**ACTION ITEM:** Reproduce exactly, and only, the lines running from the start of the entries below to the line containing "#[derive(Debug, Clone, Copy, PartialEq, Eq, thiserror::Error)]".

(Excerpts from a dataset)

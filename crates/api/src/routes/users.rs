//! Route definitions for the `/users` resource.

use axum::routing::get;
use axum::Router;

use crate::handlers::users;
use crate::state::AppState;

/// Routes mounted at `/users`.
///
/// All routes require the `admin` role (enforced by handler extractors).
///
/// ```text
/// GET    /          -> list_users (paginated, filterable)
/// POST   /          -> create_user
/// GET    /{id}      -> get_user
/// PUT    /{id}      -> update_user
/// DELETE /{id}      -> deactivate_user (soft delete)
/// ```
pub fn router() -> Router<AppState> {
    Router::new()
        .route("/", get(users::list_users).post(users::create_user))
        .route(
            "/{id}",
            get(users::get_user)
                .put(users::update_user)
                .delete(users::deactivate_user),
        )
}
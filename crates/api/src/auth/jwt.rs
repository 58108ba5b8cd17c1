//! JWT access-token generation/validation and refresh-token helpers.
//!
//! Access tokens are HS256-signed JWTs containing a [`Claims`] payload.
//! Refresh tokens are opaque random strings; only their SHA-256 hash is
//! stored server-side so a database leak does not compromise active
//! sessions. Validation failures distinguish expiry from everything else
//! because clients receive different machine codes for the two cases.

use jsonwebtoken::{decode, encode, DecodingKey, EncodingKey, Header, Validation};
use parc_core::types::DbId;
use serde::{Deserialize, Serialize};
use sha2::{Digest, Sha256};
use uuid::Uuid;

/// JWT claims embedded in every access token.
#[derive(Debug, Serialize, Deserialize, Clone, PartialEq, Eq)]
pub struct Claims {
    /// Subject -- the user's internal database id.
    pub sub: DbId,
    /// The user's role name (e.g. `"admin"`, `"viewer"`).
    pub role: String,
    /// Expiration time (UTC Unix timestamp).
    pub exp: i64,
    /// Issued-at time (UTC Unix timestamp).
    pub iat: i64,
    /// Unique token identifier (UUID v4) for revocation / audit.
    pub jti: String,
}

/// Token validation outcome, split so the two cases map to distinct
/// `TOKEN_EXPIRED` / `TOKEN_INVALID` response codes.
#[derive(Debug, Clone, Copy, PartialEq, Eq, thiserror::Error)]
pub enum TokenError {
    #[error("Token has expired")]
    Expired,
    #[error("Invalid token")]
    Invalid,
}

/// Configuration for JWT token generation and validation.
#[derive(Debug, Clone)]
pub struct JwtConfig {
    /// HMAC-SHA256 secret used to sign and verify tokens.
    pub secret: String,
    /// Access token lifetime in minutes (default: 15).
    pub access_token_expiry_mins: i64,
    /// Refresh token lifetime in days (default: 7).
    pub refresh_token_expiry_days: i64,
}

/// Default access token expiry in minutes.
const DEFAULT_ACCESS_EXPIRY_MINS: i64 = 15;
/// Default refresh token expiry in days.
const DEFAULT_REFRESH_EXPIRY_DAYS: i64 = 7;

impl JwtConfig {
    /// Load JWT configuration from environment variables.
    ///
    /// | Env Var                    | Required | Default |
    /// |----------------------------|----------|---------|
    /// | `JWT_SECRET`               | **yes**  | --      |
    /// | `JWT_ACCESS_EXPIRY_MINS`   | no       | `15`    |
    /// | `JWT_REFRESH_EXPIRY_DAYS`  | no       | `7`     |
    ///
    /// # Panics
    ///
    /// Panics if `JWT_SECRET` is not set or is empty.
    pub fn from_env() -> Self {
        let secret =
            std::env::var("JWT_SECRET").expect("JWT_SECRET must be set in the environment");
        assert!(!secret.is_empty(), "JWT_SECRET must not be empty");

        let access_token_expiry_mins: i64 = std::env::var("JWT_ACCESS_EXPIRY_MINS")
            .unwrap_or_else(|_| DEFAULT_ACCESS_EXPIRY_MINS.to_string())
            .parse()
            .expect("JWT_ACCESS_EXPIRY_MINS must be a valid i64");

        let refresh_token_expiry_days: i64 = std::env::var("JWT_REFRESH_EXPIRY_DAYS")
            .unwrap_or_else(|_| DEFAULT_REFRESH_EXPIRY_DAYS.to_string())
            .parse()
            .expect("JWT_REFRESH_EXPIRY_DAYS must be a valid i64");

        Self {
            secret,
            access_token_expiry_mins,
            refresh_token_expiry_days,
        }
    }
}

/// Generate an HS256 access token for the given user.
pub fn generate_access_token(
    user_id: DbId,
    role: &str,
    config: &JwtConfig,
) -> Result<String, jsonwebtoken::errors::Error> {
    let now = chrono::Utc::now().timestamp();
    let exp = now + config.access_token_expiry_mins * 60;

    let claims = Claims {
        sub: user_id,
        role: role.to_string(),
        exp,
        iat: now,
        jti: Uuid::new_v4().to_string(),
    };

    encode(
        &Header::default(), // HS256
        &claims,
        &EncodingKey::from_secret(config.secret.as_bytes()),
    )
}

/// Validate and decode an access token, returning the embedded [`Claims`].
///
/// Signature and expiry are checked; an expired-but-otherwise-valid token
/// yields [`TokenError::Expired`], every other failure [`TokenError::Invalid`].
pub fn validate_token(token: &str, config: &JwtConfig) -> Result<Claims, TokenError> {
    decode::<Claims>(
        token,
        &DecodingKey::from_secret(config.secret.as_bytes()),
        &Validation::default(), // HS256, validates exp
    )
    .map(|data| data.claims)
    .map_err(|e| match e.kind() {
        jsonwebtoken::errors::ErrorKind::ExpiredSignature => TokenError::Expired,
        _ => TokenError::Invalid,
    })
}

/// Generate a cryptographically random refresh token.
///
/// Returns a tuple of `(plaintext_token, sha256_hex_hash)`. The plaintext
/// is sent to the client; only the hash is persisted server-side.
pub fn generate_refresh_token() -> (String, String) {
    let plaintext = Uuid::new_v4().to_string();
    let hash = hash_refresh_token(&plaintext);
    (plaintext, hash)
}

/// Compute the SHA-256 hex digest of a refresh token.
pub fn hash_refresh_token(token: &str) -> String {
    let mut hasher = Sha256::new();
    hasher.update(token.as_bytes());
    format!("{:x}", hasher.finalize())
}
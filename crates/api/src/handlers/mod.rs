//! HTTP handlers, one module per resource.

pub mod auth;
pub mod entity;
pub mod setup;
pub mod users;
pub mod work_orders;
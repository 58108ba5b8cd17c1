//! User entity model and DTOs.

use parc_core::types::{DbId, Timestamp};
use serde::Serialize;
use sqlx::FromRow;

/// Full user row from the `users` table.
///
/// Contains the password hash -- NEVER serialize this to API responses.
/// Use [`UserResponse`] for external-facing output.
#[derive(Debug, Clone, FromRow)]
pub struct User {
    pub id: DbId,
    pub email: String,
    pub password_hash: String,
    pub first_name: String,
    pub last_name: String,
    pub role: String,
    pub is_active: bool,
    pub last_login_at: Option<Timestamp>,
    pub created_at: Timestamp,
    pub updated_at: Timestamp,
}

impl User {
    pub fn to_response(&self) -> UserResponse {
        UserResponse {
            id: self.id,
            email: self.email.clone(),
            first_name: self.first_name.clone(),
            last_name: self.last_name.clone(),
            role: self.role.clone(),
            is_active: self.is_active,
            last_login_at: self.last_login_at,
            created_at: self.created_at,
        }
    }
}

/// Safe user representation for API responses (no password hash).
#[derive(Debug, Clone, Serialize)]
pub struct UserResponse {
    pub id: DbId,
    pub email: String,
    pub first_name: String,
    pub last_name: String,
    pub role: String,
    pub is_active: bool,
    pub last_login_at: Option<Timestamp>,
    pub created_at: Timestamp,
}

/// DTO for inserting a new user. The password is already hashed.
#[derive(Debug)]
pub struct CreateUser {
    pub email: String,
    pub password_hash: String,
    pub first_name: String,
    pub last_name: String,
    pub role: String,
}

/// DTO for updating an existing user. Only non-`None` fields are applied.
#[derive(Debug, Default)]
pub struct UpdateUser {
    pub email: Option<String>,
    pub first_name: Option<String>,
    pub last_name: Option<String>,
    pub role: Option<String>,
    pub is_active: Option<bool>,
}

/// Filters for the user list endpoint.
#[derive(Debug, Default)]
pub struct UserFilter {
    pub role: Option<String>,
    pub is_active: Option<bool>,
}
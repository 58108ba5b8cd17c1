use axum::http::StatusCode;
use axum::response::{IntoResponse, Response};
use parc_core::error::CoreError;
use parc_core::schema::FieldError;
use serde_json::json;

/// Application-level error type for HTTP handlers.
///
/// Wraps [`CoreError`] for domain errors and adds HTTP-specific variants.
/// Implements [`IntoResponse`] to produce the uniform `{error, code}` JSON
/// envelope (plus `details` for field-level validation failures).
#[derive(Debug, thiserror::Error)]
pub enum AppError {
    /// A domain-level error from `parc_core`.
    #[error(transparent)]
    Core(#[from] CoreError),

    /// A database error from sqlx.
    #[error("Database error: {0}")]
    Database(#[from] sqlx::Error),

    /// A bad request with a human-readable message.
    #[error("Bad request: {0}")]
    BadRequest(String),

    /// An internal error with a human-readable message.
    #[error("Internal error: {0}")]
    Internal(String),
}

/// Convenience type alias for handler return values.
pub type AppResult<T> = Result<T, AppError>;

impl From<validator::ValidationErrors> for AppError {
    fn from(errors: validator::ValidationErrors) -> Self {
        let mut details = Vec::new();
        for (field, field_errors) in errors.field_errors() {
            for error in field_errors {
                let message = error
                    .message
                    .as_ref()
                    .map(|m| m.to_string())
                    .unwrap_or_else(|| format!("failed {} validation", error.code));
                details.push(FieldError {
                    field: field.to_string(),
                    message,
                });
            }
        }
        AppError::Core(CoreError::FieldValidation(details))
    }
}

impl IntoResponse for AppError {
    fn into_response(self) -> Response {
        let (status, code, message, details) = match &self {
            // --- CoreError variants ---
            AppError::Core(core) => match core {
                CoreError::NotFound { .. } => {
                    (StatusCode::NOT_FOUND, "NOT_FOUND", core.to_string(), None)
                }
                CoreError::Validation(msg) => (
                    StatusCode::BAD_REQUEST,
                    "VALIDATION_ERROR",
                    msg.clone(),
                    None,
                ),
                CoreError::FieldValidation(fields) => (
                    StatusCode::BAD_REQUEST,
                    "VALIDATION_ERROR",
                    "Validation failed".to_string(),
                    Some(fields.clone()),
                ),
                CoreError::Conflict { code, message } => {
                    (StatusCode::CONFLICT, *code, message.clone(), None)
                }
                CoreError::Unauthorized { code, message } => {
                    (StatusCode::UNAUTHORIZED, *code, message.clone(), None)
                }
                CoreError::Forbidden { code, message } => {
                    (StatusCode::FORBIDDEN, *code, message.clone(), None)
                }
                CoreError::Internal(msg) => {
                    tracing::error!(error = %msg, "Internal core error");
                    (
                        StatusCode::INTERNAL_SERVER_ERROR,
                        "INTERNAL_ERROR",
                        "An internal error occurred".to_string(),
                        None,
                    )
                }
            },

            // --- Database errors ---
            AppError::Database(err) => classify_sqlx_error(err),

            // --- HTTP-specific errors ---
            AppError::BadRequest(msg) => {
                (StatusCode::BAD_REQUEST, "BAD_REQUEST", msg.clone(), None)
            }
            AppError::Internal(msg) => {
                tracing::error!(error = %msg, "Internal error");
                (
                    StatusCode::INTERNAL_SERVER_ERROR,
                    "INTERNAL_ERROR",
                    "An internal error occurred".to_string(),
                    None,
                )
            }
        };

        let mut body = json!({
            "error": message,
            "code": code,
        });
        if let Some(details) = details {
            body["details"] = json!(details);
        }

        (status, axum::Json(body)).into_response()
    }
}

/// Classify a sqlx error into an HTTP status, error code, and message.
///
/// - `RowNotFound` maps to 404.
/// - Unique violations (23505) map to 409.
/// - Foreign-key violations (23503) map to 409.
/// - Everything else maps to 500 with a sanitized message.
fn classify_sqlx_error(
    err: &sqlx::Error,
) -> (StatusCode, &'static str, String, Option<Vec<FieldError>>) {
    match err {
        sqlx::Error::RowNotFound => (
            StatusCode::NOT_FOUND,
            "NOT_FOUND",
            "Resource not found".to_string(),
            None,
        ),
        sqlx::Error::Database(db_err) => match db_err.code().as_deref() {
            // PostgreSQL unique constraint violation
            Some("23505") => {
                let constraint = db_err.constraint().unwrap_or("unknown");
                (
                    StatusCode::CONFLICT,
                    "CONFLICT",
                    format!("Duplicate value violates unique constraint: {constraint}"),
                    None,
                )
            }
            // PostgreSQL foreign key violation
            Some("23503") => (
                StatusCode::CONFLICT,
                "CONFLICT",
                "Operation conflicts with a related record".to_string(),
                None,
            ),
            _ => {
                tracing::error!(error = %db_err, "Database error");
                (
                    StatusCode::INTERNAL_SERVER_ERROR,
                    "INTERNAL_ERROR",
                    "An internal error occurred".to_string(),
                    None,
                )
            }
        },
        other => {
            tracing::error!(error = %other, "Database error");
            (
                StatusCode::INTERNAL_SERVER_ERROR,
                "INTERNAL_ERROR",
                "An internal error occurred".to_string(),
                None,
            )
        }
    }
}
//! Route definitions for the `/auth` resource.

use axum::routing::{get, post};
use axum::Router;

use crate::handlers::auth;
use crate::state::AppState;

/// Routes mounted at `/auth`.
///
/// ```text
/// POST /register  -> register
/// POST /login     -> login
/// POST /refresh   -> refresh
/// POST /logout    -> logout (requires auth)
/// GET  /profile   -> profile (requires auth)
/// ```
pub fn router() -> Router<AppState> {
    Router::new()
        .route("/register", post(auth::register))
        .route("/login", post(auth::login))
        .route("/refresh", post(auth::refresh))
        .route("/logout", post(auth::logout))
        .route("/profile", get(auth::profile))
}
//! Request-level extractors: authentication and role gates.

pub mod auth;
pub mod rbac;
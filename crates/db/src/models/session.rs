//! Refresh-token session model.

use parc_core::types::{DbId, Timestamp};
use sqlx::FromRow;

/// Session row from the `sessions` table.
#[derive(Debug, Clone, FromRow)]
pub struct Session {
    pub id: DbId,
    pub user_id: DbId,
    pub refresh_token_hash: String,
    pub expires_at: Timestamp,
    pub revoked_at: Option<Timestamp>,
    pub created_at: Timestamp,
}

/// DTO for creating a session. Stores the token digest, never the token.
#[derive(Debug)]
pub struct CreateSession {
    pub user_id: DbId,
    pub refresh_token_hash: String,
    pub expires_at: Timestamp,
}
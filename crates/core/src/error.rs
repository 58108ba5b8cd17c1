use crate::schema::FieldError;

/// Domain-level error type.
///
/// Variants that need a machine-readable subtype (auth failures,
/// conflict flavours) carry a stable `code` string that the HTTP layer
/// forwards verbatim in the response envelope.
#[derive(Debug, thiserror::Error)]
pub enum CoreError {
    #[error("{entity} record not found")]
    NotFound { entity: &'static str },

    #[error("Validation failed: {0}")]
    Validation(String),

    #[error("Validation failed on {} field(s)", .0.len())]
    FieldValidation(Vec<FieldError>),

    #[error("{message}")]
    Conflict { code: &'static str, message: String },

    #[error("{message}")]
    Unauthorized { code: &'static str, message: String },

    #[error("Forbidden: {message}")]
    Forbidden { code: &'static str, message: String },

    #[error("Internal error: {0}")]
    Internal(String),
}

impl CoreError {
    /// Shorthand for a plain `CONFLICT` with no specialized code.
    pub fn conflict(message: impl Into<String>) -> Self {
        CoreError::Conflict {
            code: "CONFLICT",
            message: message.into(),
        }
    }

    /// Shorthand for a plain `FORBIDDEN` with no specialized code.
    pub fn forbidden(message: impl Into<String>) -> Self {
        CoreError::Forbidden {
            code: "FORBIDDEN",
            message: message.into(),
        }
    }
}
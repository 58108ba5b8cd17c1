//! Route definitions for the `/work-orders` resource.

use axum::routing::get;
use axum::Router;

use crate::handlers::work_orders;
use crate::state::AppState;

/// Routes mounted at `/work-orders`.
///
/// ```text
/// GET    /          -> list_work_orders (auth; paginated, filterable)
/// POST   /          -> create_work_order (staff)
/// GET    /{id}      -> get_work_order (auth)
/// PUT    /{id}      -> update_work_order (staff)
/// DELETE /{id}      -> delete_work_order (admin)
/// ```
pub fn router() -> Router<AppState> {
    Router::new()
        .route(
            "/",
            get(work_orders::list_work_orders).post(work_orders::create_work_order),
        )
        .route(
            "/{id}",
            get(work_orders::get_work_order)
                .put(work_orders::update_work_order)
                .delete(work_orders::delete_work_order),
        )
}
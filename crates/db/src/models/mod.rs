//! Typed entity models and DTOs.
//!
//! Schema-driven entities (sites, equipment, vendors) have no typed model;
//! their rows travel as JSON maps produced by the generic entity
//! repository. The modules here cover the entities with behavior beyond
//! plain CRUD: users (auth, soft deactivation), sessions (refresh
//! tokens), and work orders (filters, joined labels).

pub mod session;
pub mod user;
pub mod work_order;
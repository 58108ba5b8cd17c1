//! Static catalog of schema-driven entities.
//!
//! Each declaration here becomes a full CRUD resource under `/api/{path}`
//! via the generic entity router; adding an entity means adding a schema,
//! not writing a route module.

use crate::schema::{DataType, EntitySchema, FieldDef, IdStrategy, JoinSpec};

/// Operating status shared by all equipment entities.
const STATUT: &[&str] = &["en_service", "hors_service", "maintenance"];

const fn text(name: &'static str) -> FieldDef {
    FieldDef {
        name,
        data_type: DataType::Text,
        required: false,
        options: &[],
    }
}

const fn req_text(name: &'static str) -> FieldDef {
    FieldDef {
        name,
        data_type: DataType::Text,
        required: true,
        options: &[],
    }
}

const fn number(name: &'static str) -> FieldDef {
    FieldDef {
        name,
        data_type: DataType::Number,
        required: false,
        options: &[],
    }
}

const fn boolean(name: &'static str) -> FieldDef {
    FieldDef {
        name,
        data_type: DataType::Boolean,
        required: false,
        options: &[],
    }
}

const fn date(name: &'static str) -> FieldDef {
    FieldDef {
        name,
        data_type: DataType::Date,
        required: false,
        options: &[],
    }
}

const fn choice(name: &'static str, options: &'static [&'static str]) -> FieldDef {
    FieldDef {
        name,
        data_type: DataType::Enum,
        required: false,
        options,
    }
}

/// Manufacturer / supplier display labels joined onto equipment rows.
static VENDOR_JOINS: [JoinSpec; 2] = [
    JoinSpec {
        fk_field: "fabricant_id",
        table: "fabricant",
        label_column: "nom",
        alias: "fabricant_nom",
    },
    JoinSpec {
        fk_field: "fournisseur_id",
        table: "fournisseurs",
        label_column: "nom",
        alias: "fournisseur_nom",
    },
];

// ---------------------------------------------------------------------------
// Sites
// ---------------------------------------------------------------------------

static TDL_FIELDS: [FieldDef; 6] = [
    req_text("nom"),
    text("adresse"),
    text("ville"),
    text("region"),
    text("responsable"),
    text("telephone"),
];

pub static TDL: EntitySchema = EntitySchema {
    name: "TDL",
    table: "tdl",
    path: "tdl",
    id: IdStrategy::ClientKey,
    fields: &TDL_FIELDS,
    display: &["nom", "ville", "region", "responsable"],
    joins: &[],
};

static TSF_FIELDS: [FieldDef; 5] = [
    req_text("nom"),
    text("adresse"),
    text("ville"),
    text("tdl_id"),
    choice("type", &["principal", "relais", "abri"]),
];

pub static TSF: EntitySchema = EntitySchema {
    name: "TSF",
    table: "tsf",
    path: "tsf",
    id: IdStrategy::ClientKey,
    fields: &TSF_FIELDS,
    display: &["nom", "ville", "type"],
    joins: &[],
};

// ---------------------------------------------------------------------------
// Vendors
// ---------------------------------------------------------------------------

static FOURNISSEURS_FIELDS: [FieldDef; 6] = [
    req_text("nom"),
    text("contact"),
    text("courriel"),
    text("telephone"),
    text("adresse"),
    text("ville"),
];

pub static FOURNISSEURS: EntitySchema = EntitySchema {
    name: "Fournisseur",
    table: "fournisseurs",
    path: "fournisseurs",
    id: IdStrategy::Auto,
    fields: &FOURNISSEURS_FIELDS,
    display: &["nom", "contact", "telephone", "ville"],
    joins: &[],
};

static FABRICANT_FIELDS: [FieldDef; 4] = [
    number("num"),
    req_text("nom"),
    text("contact"),
    text("courriel"),
];

pub static FABRICANT: EntitySchema = EntitySchema {
    name: "Fabricant",
    table: "fabricant",
    path: "fabricant",
    id: IdStrategy::Auto,
    fields: &FABRICANT_FIELDS,
    display: &["num", "nom", "contact"],
    joins: &[],
};

// ---------------------------------------------------------------------------
// Equipment
// ---------------------------------------------------------------------------

static AC_FIELDS: [FieldDef; 10] = [
    req_text("tdl_id"),
    text("modele"),
    text("no_serie"),
    number("fabricant_id"),
    number("fournisseur_id"),
    number("capacite"),
    number("tension"),
    date("date_installation"),
    choice("statut", STATUT),
    text("remarque"),
];

pub static AC: EntitySchema = EntitySchema {
    name: "AC",
    table: "ac",
    path: "ac",
    id: IdStrategy::Auto,
    fields: &AC_FIELDS,
    display: &["tdl_id", "modele", "capacite", "statut"],
    joins: &VENDOR_JOINS,
};

static DC_FIELDS: [FieldDef; 10] = [
    req_text("tdl_id"),
    text("modele"),
    text("no_serie"),
    number("fabricant_id"),
    number("fournisseur_id"),
    number("capacite"),
    number("tension"),
    date("date_installation"),
    choice("statut", STATUT),
    text("remarque"),
];

pub static DC: EntitySchema = EntitySchema {
    name: "DC",
    table: "dc",
    path: "dc",
    id: IdStrategy::Auto,
    fields: &DC_FIELDS,
    display: &["tdl_id", "modele", "capacite", "statut"],
    joins: &VENDOR_JOINS,
};

static HVAC_FIELDS: [FieldDef; 10] = [
    req_text("tdl_id"),
    text("modele"),
    text("no_serie"),
    number("fabricant_id"),
    number("fournisseur_id"),
    number("tonnage"),
    text("refrigerant"),
    date("date_installation"),
    choice("statut", STATUT),
    text("remarque"),
];

pub static HVAC: EntitySchema = EntitySchema {
    name: "HVAC",
    table: "hvac",
    path: "hvac",
    id: IdStrategy::Auto,
    fields: &HVAC_FIELDS,
    display: &["tdl_id", "modele", "tonnage", "statut"],
    joins: &VENDOR_JOINS,
};

static GEN_TSW_FIELDS: [FieldDef; 11] = [
    req_text("tdl_id"),
    choice("type", &["generatrice", "transfert"]),
    text("modele"),
    text("no_serie"),
    number("fabricant_id"),
    number("fournisseur_id"),
    number("puissance"),
    choice("carburant", &["diesel", "naturel", "propane"]),
    date("date_installation"),
    choice("statut", STATUT),
    text("remarque"),
];

pub static GEN_TSW: EntitySchema = EntitySchema {
    name: "GenTsw",
    table: "gen_tsw",
    path: "gen-tsw",
    id: IdStrategy::Auto,
    fields: &GEN_TSW_FIELDS,
    display: &["tdl_id", "type", "modele", "puissance", "statut"],
    joins: &VENDOR_JOINS,
};

static AUTRE_FIELDS: [FieldDef; 10] = [
    req_text("tdl_id"),
    req_text("description"),
    text("categorie"),
    text("modele"),
    text("no_serie"),
    number("fabricant_id"),
    number("fournisseur_id"),
    date("date_installation"),
    choice("statut", STATUT),
    text("remarque"),
];

pub static AUTRE: EntitySchema = EntitySchema {
    name: "Autre",
    table: "autre",
    path: "autre",
    id: IdStrategy::Auto,
    fields: &AUTRE_FIELDS,
    display: &["tdl_id", "description", "categorie", "statut"],
    joins: &VENDOR_JOINS,
};

static BESOIN_FIELDS: [FieldDef; 8] = [
    req_text("tdl_id"),
    req_text("description"),
    choice("priorite", &["basse", "normale", "haute"]),
    boolean("urgent"),
    choice("statut", &["ouvert", "commande", "recu", "ferme"]),
    date("date_requise"),
    number("estimation"),
    text("remarque"),
];

pub static BESOIN: EntitySchema = EntitySchema {
    name: "Besoin",
    table: "besoin",
    path: "besoin",
    id: IdStrategy::Auto,
    fields: &BESOIN_FIELDS,
    display: &["tdl_id", "description", "priorite", "urgent", "statut"],
    joins: &[],
};

/// Every schema-driven entity, in mount order.
pub static ALL: [&EntitySchema; 10] = [
    &TDL,
    &TSF,
    &AC,
    &DC,
    &HVAC,
    &GEN_TSW,
    &AUTRE,
    &BESOIN,
    &FOURNISSEURS,
    &FABRICANT,
];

**EXERCISE ANSWER:**
filename crates/api/src/routes/users.rs
//! Route definitions for the `/users` resource.

use axum::routing::get;
use axum::Router;

use crate::handlers::users;
use crate::state::AppState;

/// Routes mounted at `/users`.
///
/// All routes require the `admin` role (enforced by handler extractors).
///
/// ```text
/// GET    /          -> list_users (paginated, filterable)
/// POST   /          -> create_user
/// GET    /{id}      -> get_user
/// PUT    /{id}      -> update_user
/// DELETE /{id}      -> deactivate_user (soft delete)
/// ```
pub fn router() -> Router<AppState> {
    Router::new()
        .route("/", get(users::list_users).post(users::create_user))
        .route(
            "/{id}",
            get(users::get_user)
                .put(users::update_user)
                .delete(users::deactivate_user),
        )
}
filename crates/api/src/auth/jwt.rs
repository 58108ba5b8cd17c1
//! JWT access-token generation/validation and refresh-token helpers.
//!
//! Access tokens are HS256-signed JWTs containing a [`Claims`] payload.
//! Refresh tokens are opaque random strings; only their SHA-256 hash is
//! stored server-side so a database leak does not compromise active
//! sessions. Validation failures distinguish expiry from everything else
//! because clients receive different machine codes for the two cases.

use jsonwebtoken::{decode, encode, DecodingKey, EncodingKey, Header, Validation};
use parc_core::types::DbId;
use serde::{Deserialize, Serialize};
use sha2::{Digest, Sha256};
use uuid::Uuid;

/// JWT claims embedded in every access token.
#[derive(Debug, Serialize, Deserialize, Clone, PartialEq, Eq)]
pub struct Claims {
    /// Subject -- the user's internal database id.
    pub sub: DbId,
    /// The user's role name (e.g. `"admin"`, `"viewer"`).
    pub role: String,
    /// Expiration time (UTC Unix timestamp).
    pub exp: i64,
    /// Issued-at time (UTC Unix timestamp).
    pub iat: i64,
    /// Unique token identifier (UUID v4) for revocation / audit.
    pub jti: String,
}

/// Token validation outcome, split so the two cases map to distinct
/// `TOKEN_EXPIRED` / `TOKEN_INVALID` response codes.
#[derive(Debug, Clone, Copy, PartialEq, Eq, thiserror::Error)]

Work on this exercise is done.